------ Material supplied

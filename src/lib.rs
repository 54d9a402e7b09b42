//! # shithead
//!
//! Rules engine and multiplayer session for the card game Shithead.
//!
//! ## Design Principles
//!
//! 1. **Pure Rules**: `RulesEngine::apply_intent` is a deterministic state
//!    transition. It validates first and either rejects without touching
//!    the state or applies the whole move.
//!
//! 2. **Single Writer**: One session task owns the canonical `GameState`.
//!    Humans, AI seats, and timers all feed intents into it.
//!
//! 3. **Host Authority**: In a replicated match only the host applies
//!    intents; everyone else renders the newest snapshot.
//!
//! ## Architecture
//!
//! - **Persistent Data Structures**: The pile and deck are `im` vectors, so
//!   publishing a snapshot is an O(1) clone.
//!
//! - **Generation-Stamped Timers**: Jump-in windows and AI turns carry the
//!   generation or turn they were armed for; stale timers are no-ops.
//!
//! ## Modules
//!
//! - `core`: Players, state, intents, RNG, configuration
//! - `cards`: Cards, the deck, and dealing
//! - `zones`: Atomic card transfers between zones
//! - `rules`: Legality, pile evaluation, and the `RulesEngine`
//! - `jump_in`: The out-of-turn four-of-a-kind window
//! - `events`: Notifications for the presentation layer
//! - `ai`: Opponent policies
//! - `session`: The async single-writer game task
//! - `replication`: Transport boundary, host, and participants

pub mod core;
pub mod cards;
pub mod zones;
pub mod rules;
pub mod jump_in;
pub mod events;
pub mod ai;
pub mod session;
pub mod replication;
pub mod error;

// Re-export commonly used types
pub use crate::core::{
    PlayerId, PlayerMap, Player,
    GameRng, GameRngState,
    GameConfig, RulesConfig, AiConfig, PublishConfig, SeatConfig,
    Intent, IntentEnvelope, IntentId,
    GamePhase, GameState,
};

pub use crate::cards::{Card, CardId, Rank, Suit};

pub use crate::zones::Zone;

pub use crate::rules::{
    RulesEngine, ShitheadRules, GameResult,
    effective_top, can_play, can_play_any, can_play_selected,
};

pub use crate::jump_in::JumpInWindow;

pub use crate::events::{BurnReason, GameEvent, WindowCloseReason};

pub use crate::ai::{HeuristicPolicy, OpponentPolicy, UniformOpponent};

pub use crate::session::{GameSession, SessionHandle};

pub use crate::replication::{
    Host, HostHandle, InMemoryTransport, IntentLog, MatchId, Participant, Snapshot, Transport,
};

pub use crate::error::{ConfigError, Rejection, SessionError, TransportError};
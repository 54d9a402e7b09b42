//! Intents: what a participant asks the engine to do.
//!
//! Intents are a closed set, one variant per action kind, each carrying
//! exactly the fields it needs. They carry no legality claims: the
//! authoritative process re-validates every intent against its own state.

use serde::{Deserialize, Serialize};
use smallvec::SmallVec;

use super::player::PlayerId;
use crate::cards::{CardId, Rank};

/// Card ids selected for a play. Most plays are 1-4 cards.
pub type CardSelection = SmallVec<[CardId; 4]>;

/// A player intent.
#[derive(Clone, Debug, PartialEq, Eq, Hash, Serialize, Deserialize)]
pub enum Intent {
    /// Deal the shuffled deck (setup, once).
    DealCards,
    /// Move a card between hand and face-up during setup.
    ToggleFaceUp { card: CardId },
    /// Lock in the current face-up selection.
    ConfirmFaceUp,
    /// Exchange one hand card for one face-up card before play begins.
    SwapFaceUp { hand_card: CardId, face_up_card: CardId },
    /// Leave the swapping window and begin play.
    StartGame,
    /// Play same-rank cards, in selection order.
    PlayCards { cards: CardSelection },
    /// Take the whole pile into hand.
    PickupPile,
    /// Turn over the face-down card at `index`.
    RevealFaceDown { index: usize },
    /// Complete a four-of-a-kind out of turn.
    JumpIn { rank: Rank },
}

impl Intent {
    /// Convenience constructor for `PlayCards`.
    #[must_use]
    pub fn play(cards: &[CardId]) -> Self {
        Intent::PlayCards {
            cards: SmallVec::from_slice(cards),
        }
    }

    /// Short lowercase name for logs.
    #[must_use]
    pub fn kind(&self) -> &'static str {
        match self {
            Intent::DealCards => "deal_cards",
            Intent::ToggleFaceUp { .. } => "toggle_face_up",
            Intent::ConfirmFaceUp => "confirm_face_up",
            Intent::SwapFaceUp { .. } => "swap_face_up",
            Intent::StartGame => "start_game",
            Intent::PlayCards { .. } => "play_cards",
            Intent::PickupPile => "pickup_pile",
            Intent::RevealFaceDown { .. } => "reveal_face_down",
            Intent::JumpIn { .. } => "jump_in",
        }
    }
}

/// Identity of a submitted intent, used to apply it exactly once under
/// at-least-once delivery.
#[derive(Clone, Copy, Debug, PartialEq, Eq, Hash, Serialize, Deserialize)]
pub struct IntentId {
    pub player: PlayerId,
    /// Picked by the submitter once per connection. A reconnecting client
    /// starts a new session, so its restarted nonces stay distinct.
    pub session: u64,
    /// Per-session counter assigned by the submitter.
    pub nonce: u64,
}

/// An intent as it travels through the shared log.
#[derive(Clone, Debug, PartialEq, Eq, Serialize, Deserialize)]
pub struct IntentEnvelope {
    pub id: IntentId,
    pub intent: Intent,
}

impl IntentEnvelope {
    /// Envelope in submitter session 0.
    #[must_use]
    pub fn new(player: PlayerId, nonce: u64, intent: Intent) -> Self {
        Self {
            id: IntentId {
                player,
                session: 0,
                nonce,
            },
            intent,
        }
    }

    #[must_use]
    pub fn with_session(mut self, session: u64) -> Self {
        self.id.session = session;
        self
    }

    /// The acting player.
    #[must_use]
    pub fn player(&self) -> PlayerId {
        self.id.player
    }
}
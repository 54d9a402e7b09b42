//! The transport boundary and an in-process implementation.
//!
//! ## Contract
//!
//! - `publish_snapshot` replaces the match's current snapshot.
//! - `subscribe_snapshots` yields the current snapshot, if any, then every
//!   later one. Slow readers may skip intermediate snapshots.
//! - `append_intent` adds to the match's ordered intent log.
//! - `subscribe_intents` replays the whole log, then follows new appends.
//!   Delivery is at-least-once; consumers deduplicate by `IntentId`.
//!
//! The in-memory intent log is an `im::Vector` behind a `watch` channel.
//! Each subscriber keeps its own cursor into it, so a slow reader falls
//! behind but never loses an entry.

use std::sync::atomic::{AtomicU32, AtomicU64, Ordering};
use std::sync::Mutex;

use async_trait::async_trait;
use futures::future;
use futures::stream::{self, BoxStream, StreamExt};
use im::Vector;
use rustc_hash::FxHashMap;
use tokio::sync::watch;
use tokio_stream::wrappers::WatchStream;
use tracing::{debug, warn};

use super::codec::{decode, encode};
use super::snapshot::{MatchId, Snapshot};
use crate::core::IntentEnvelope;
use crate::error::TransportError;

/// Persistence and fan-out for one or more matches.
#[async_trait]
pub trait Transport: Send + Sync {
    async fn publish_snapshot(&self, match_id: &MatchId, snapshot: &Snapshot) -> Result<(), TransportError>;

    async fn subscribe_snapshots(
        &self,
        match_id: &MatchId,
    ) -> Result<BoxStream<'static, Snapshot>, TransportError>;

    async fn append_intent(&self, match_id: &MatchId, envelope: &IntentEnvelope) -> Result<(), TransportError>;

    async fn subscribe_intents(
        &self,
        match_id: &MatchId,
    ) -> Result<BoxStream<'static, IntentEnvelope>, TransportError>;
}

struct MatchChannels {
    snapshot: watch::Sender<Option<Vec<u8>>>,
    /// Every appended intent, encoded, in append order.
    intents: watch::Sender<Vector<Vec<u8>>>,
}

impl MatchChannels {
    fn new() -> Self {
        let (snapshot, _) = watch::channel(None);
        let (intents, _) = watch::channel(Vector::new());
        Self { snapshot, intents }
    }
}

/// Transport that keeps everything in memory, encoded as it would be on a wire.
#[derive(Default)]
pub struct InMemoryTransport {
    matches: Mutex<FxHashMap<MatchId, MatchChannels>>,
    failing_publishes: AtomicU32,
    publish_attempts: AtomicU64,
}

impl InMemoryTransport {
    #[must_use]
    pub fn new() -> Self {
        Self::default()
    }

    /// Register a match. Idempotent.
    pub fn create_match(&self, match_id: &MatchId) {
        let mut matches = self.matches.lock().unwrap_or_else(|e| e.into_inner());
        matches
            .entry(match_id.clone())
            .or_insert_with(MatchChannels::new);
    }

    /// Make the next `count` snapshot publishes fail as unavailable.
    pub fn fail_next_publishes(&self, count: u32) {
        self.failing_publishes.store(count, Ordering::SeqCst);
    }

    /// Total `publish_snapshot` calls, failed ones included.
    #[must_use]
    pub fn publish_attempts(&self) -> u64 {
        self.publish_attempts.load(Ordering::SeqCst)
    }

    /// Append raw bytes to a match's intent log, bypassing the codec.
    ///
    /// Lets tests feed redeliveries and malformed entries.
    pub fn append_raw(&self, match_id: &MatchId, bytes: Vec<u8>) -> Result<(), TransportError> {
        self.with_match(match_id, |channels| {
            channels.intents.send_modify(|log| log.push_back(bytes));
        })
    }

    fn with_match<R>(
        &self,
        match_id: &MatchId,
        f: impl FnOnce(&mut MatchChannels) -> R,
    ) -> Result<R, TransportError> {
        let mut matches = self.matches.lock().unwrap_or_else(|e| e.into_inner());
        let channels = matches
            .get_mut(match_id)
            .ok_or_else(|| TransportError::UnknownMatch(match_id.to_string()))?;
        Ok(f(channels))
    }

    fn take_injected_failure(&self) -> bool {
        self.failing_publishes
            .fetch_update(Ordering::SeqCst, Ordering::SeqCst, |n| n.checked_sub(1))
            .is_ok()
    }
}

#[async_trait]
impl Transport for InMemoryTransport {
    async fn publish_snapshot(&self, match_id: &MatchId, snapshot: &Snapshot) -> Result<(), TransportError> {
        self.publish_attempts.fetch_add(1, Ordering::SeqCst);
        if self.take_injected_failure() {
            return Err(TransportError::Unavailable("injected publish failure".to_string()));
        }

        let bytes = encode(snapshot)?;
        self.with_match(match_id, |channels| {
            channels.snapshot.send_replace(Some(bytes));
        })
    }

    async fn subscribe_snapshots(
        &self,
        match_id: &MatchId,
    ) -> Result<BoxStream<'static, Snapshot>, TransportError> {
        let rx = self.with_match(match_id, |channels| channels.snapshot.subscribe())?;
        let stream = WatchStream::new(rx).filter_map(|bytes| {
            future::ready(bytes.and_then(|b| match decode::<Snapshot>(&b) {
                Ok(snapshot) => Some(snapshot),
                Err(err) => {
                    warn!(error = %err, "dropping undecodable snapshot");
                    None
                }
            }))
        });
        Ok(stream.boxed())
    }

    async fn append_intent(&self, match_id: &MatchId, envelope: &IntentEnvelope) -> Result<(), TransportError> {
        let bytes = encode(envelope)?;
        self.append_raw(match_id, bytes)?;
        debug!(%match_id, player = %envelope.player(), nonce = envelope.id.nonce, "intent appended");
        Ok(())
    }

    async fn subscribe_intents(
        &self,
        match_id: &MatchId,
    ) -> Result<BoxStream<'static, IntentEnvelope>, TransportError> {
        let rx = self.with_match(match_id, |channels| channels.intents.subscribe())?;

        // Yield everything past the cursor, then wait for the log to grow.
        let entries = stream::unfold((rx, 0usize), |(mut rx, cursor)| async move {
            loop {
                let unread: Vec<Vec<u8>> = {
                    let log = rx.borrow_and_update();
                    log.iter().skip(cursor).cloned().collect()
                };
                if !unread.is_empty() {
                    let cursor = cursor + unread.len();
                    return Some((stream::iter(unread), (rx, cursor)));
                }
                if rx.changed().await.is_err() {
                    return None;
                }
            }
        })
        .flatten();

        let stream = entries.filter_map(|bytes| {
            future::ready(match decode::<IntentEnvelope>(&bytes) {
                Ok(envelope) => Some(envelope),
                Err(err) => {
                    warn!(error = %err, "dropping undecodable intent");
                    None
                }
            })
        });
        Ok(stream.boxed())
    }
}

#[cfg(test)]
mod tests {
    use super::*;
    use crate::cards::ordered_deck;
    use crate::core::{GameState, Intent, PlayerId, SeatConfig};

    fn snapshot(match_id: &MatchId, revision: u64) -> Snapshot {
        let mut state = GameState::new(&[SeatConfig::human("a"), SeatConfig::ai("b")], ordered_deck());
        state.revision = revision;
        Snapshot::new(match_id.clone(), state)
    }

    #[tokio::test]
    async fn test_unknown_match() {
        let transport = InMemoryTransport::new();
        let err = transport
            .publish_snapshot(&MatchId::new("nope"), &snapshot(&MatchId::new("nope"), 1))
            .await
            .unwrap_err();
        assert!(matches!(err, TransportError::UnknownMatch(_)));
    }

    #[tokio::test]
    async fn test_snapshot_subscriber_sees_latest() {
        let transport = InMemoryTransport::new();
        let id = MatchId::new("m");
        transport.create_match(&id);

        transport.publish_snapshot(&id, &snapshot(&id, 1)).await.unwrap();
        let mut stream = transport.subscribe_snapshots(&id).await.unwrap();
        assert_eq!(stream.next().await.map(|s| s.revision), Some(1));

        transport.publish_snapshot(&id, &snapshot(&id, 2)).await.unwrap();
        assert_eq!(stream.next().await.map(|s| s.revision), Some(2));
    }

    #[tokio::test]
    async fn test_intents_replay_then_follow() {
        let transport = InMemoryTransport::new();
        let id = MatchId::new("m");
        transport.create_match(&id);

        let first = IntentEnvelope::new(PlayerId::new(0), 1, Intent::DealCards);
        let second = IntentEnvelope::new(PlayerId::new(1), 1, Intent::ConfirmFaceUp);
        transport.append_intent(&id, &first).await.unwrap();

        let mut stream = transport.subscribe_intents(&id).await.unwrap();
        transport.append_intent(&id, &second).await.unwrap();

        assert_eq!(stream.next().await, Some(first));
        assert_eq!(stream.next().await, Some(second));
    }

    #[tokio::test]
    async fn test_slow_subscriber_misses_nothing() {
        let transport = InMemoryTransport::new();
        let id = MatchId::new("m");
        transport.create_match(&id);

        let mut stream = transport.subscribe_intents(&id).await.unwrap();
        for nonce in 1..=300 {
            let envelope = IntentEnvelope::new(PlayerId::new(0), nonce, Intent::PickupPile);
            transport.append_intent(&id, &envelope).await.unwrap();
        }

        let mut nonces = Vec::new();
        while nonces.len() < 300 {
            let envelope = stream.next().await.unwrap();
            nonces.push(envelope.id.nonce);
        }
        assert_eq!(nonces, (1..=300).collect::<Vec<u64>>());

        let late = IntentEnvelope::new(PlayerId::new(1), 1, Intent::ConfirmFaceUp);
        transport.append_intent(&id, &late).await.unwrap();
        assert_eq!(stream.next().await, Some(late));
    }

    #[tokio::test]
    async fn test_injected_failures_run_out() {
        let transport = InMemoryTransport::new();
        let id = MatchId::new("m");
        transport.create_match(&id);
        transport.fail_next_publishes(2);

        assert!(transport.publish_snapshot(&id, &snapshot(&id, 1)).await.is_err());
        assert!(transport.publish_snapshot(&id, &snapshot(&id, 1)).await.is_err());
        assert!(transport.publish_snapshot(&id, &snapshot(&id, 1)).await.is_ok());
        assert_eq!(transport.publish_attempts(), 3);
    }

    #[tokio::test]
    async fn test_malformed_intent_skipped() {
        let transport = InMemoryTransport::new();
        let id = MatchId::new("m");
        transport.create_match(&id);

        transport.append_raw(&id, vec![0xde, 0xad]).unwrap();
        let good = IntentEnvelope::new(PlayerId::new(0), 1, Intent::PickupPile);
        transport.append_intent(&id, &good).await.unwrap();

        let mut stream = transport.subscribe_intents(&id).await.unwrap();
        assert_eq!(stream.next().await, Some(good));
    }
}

------------

**Description of the task:**
Repeat exactly the lines above, starting with the first line of the records and finishing with the line holding "a deterministic state". Add no other line.

**Response to this task:**
filename src/lib.rs
repository 54d9a402e7b09b42
//! # shithead
//!
//! Rules engine and multiplayer session for the card game Shithead.
//!
//! ## Design Principles
//!
//! 1. **Pure Rules**: `RulesEngine::apply_intent` is a deterministic state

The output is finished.